Source information.
use std::collections::BinaryHeap;

use crate::{
    constants::{INVALID_NODE, MAX_WEIGHT},
    edge_direction::SearchDirection,
    graph::Graph,
    types::NodeId,
    weighting::{Weight, Weighting},
};

use super::HeapItem;

/// Dijkstra without a target, over dense per-node arrays. The arrays are
/// reused between runs and only the touched slots are reset.
pub struct DijkstraOneToAll<'a, G: Graph, W: Weighting> {
    graph: &'a G,
    weighting: &'a W,
    direction: SearchDirection,
    weights: Vec<Weight>,
    settled: Vec<bool>,
    changed: Vec<NodeId>,
    heap: BinaryHeap<HeapItem>,
    sequence: usize,
    last_settled: NodeId,
    visited_nodes: usize,
}

impl<'a, G: Graph, W: Weighting> DijkstraOneToAll<'a, G, W> {
    pub fn new(graph: &'a G, weighting: &'a W, direction: SearchDirection) -> Self {
        let node_count = graph.node_count();
        Self {
            graph,
            weighting,
            direction,
            weights: vec![MAX_WEIGHT; node_count],
            settled: vec![false; node_count],
            changed: Vec::new(),
            heap: BinaryHeap::new(),
            sequence: 0,
            last_settled: INVALID_NODE,
            visited_nodes: 0,
        }
    }

    fn reset(&mut self) {
        for &node in &self.changed {
            self.weights[node] = MAX_WEIGHT;
            self.settled[node] = false;
        }
        self.changed.clear();
        self.heap.clear();
        self.sequence = 0;
        self.last_settled = INVALID_NODE;
        self.visited_nodes = 0;
    }

    fn update(&mut self, node: NodeId, weight: Weight) {
        if self.weights[node] == MAX_WEIGHT {
            self.changed.push(node);
        }
        self.weights[node] = weight;
        self.heap.push(HeapItem {
            priority: weight,
            sequence: self.sequence,
            index: node,
        });
        self.sequence += 1;
    }

    /// Settles every node reachable from `sources`
    pub fn run(&mut self, sources: &[NodeId]) {
        self.reset();
        for &source in sources {
            if self.weights[source] != 0.0 {
                self.update(source, 0.0);
            }
        }

        let reverse = self.direction.is_backward();
        while let Some(HeapItem {
            priority: weight,
            index: node,
            ..
        }) = self.heap.pop()
        {
            if self.settled[node] || weight > self.weights[node] {
                continue;
            }
            self.settled[node] = true;
            self.visited_nodes += 1;
            self.last_settled = node;

            for state in self.graph.node_edges(node) {
                if self.settled[state.adj] {
                    continue;
                }

                let edge_weight = self.weighting.calc_edge_weight(&state, reverse);
                if edge_weight == MAX_WEIGHT {
                    continue;
                }

                let next_weight = weight + edge_weight;
                if next_weight < self.weights[state.adj] {
                    self.update(state.adj, next_weight);
                }
            }
        }
    }

    /// Weight of the last run to `node`, [`MAX_WEIGHT`] when unreachable
    #[inline]
    pub fn weight(&self, node: NodeId) -> Weight {
        self.weights[node]
    }

    pub fn weights(&self) -> &[Weight] {
        &self.weights
    }

    /// Nodes reached by the last run
    pub fn reached_nodes(&self) -> &[NodeId] {
        &self.changed
    }

    /// Node settled last, the farthest from the sources
    pub fn last_settled(&self) -> Option<NodeId> {
        (self.last_settled != INVALID_NODE).then_some(self.last_settled)
    }

    pub fn visited_nodes(&self) -> usize {
        self.visited_nodes
    }
}
use std::{
    fmt::Display,
    time::{Duration, Instant},
};

use tracing::debug;

pub struct Stopwatch<'a> {
    start_time: Instant,
    name: &'a str,
}

impl<'a> Stopwatch<'a> {
    pub fn new(name: &'a str) -> Self {
        Self {
            start_time: Instant::now(),
            name,
        }
    }

    pub fn elapsed(&self) -> Duration {
        Instant::now() - self.start_time
    }

    pub fn report(&self) {
        debug!("{}", self);
    }
}

impl Display for Stopwatch<'_> {
    fn fmt(&self, f: &mut std::fmt::Formatter<'_>) -> std::fmt::Result {
        write!(f, "[{}]: {:?}", self.name, self.elapsed())
    }
}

Description of the task. Go through the material above and output exactly the lines from the one containing "pub struct DijkstraOneToAll<'a, G: Graph, W: Weighting>" through the one containing "for &node in".

Result of the exercise.
pub struct DijkstraOneToAll<'a, G: Graph, W: Weighting> {
    graph: &'a G,
    weighting: &'a W,
    direction: SearchDirection,
    weights: Vec<Weight>,
    settled: Vec<bool>,
    changed: Vec<NodeId>,
    heap: BinaryHeap<HeapItem>,
    sequence: usize,
    last_settled: NodeId,
    visited_nodes: usize,
}

impl<'a, G: Graph, W: Weighting> DijkstraOneToAll<'a, G, W> {
    pub fn new(graph: &'a G, weighting: &'a W, direction: SearchDirection) -> Self {
        let node_count = graph.node_count();
        Self {
            graph,
            weighting,
            direction,
            weights: vec![MAX_WEIGHT; node_count],
            settled: vec![false; node_count],
            changed: Vec::new(),
            heap: BinaryHeap::new(),
            sequence: 0,
            last_settled: INVALID_NODE,
            visited_nodes: 0,
        }
    }

    fn reset(&mut self) {
        for &node in &self.changed {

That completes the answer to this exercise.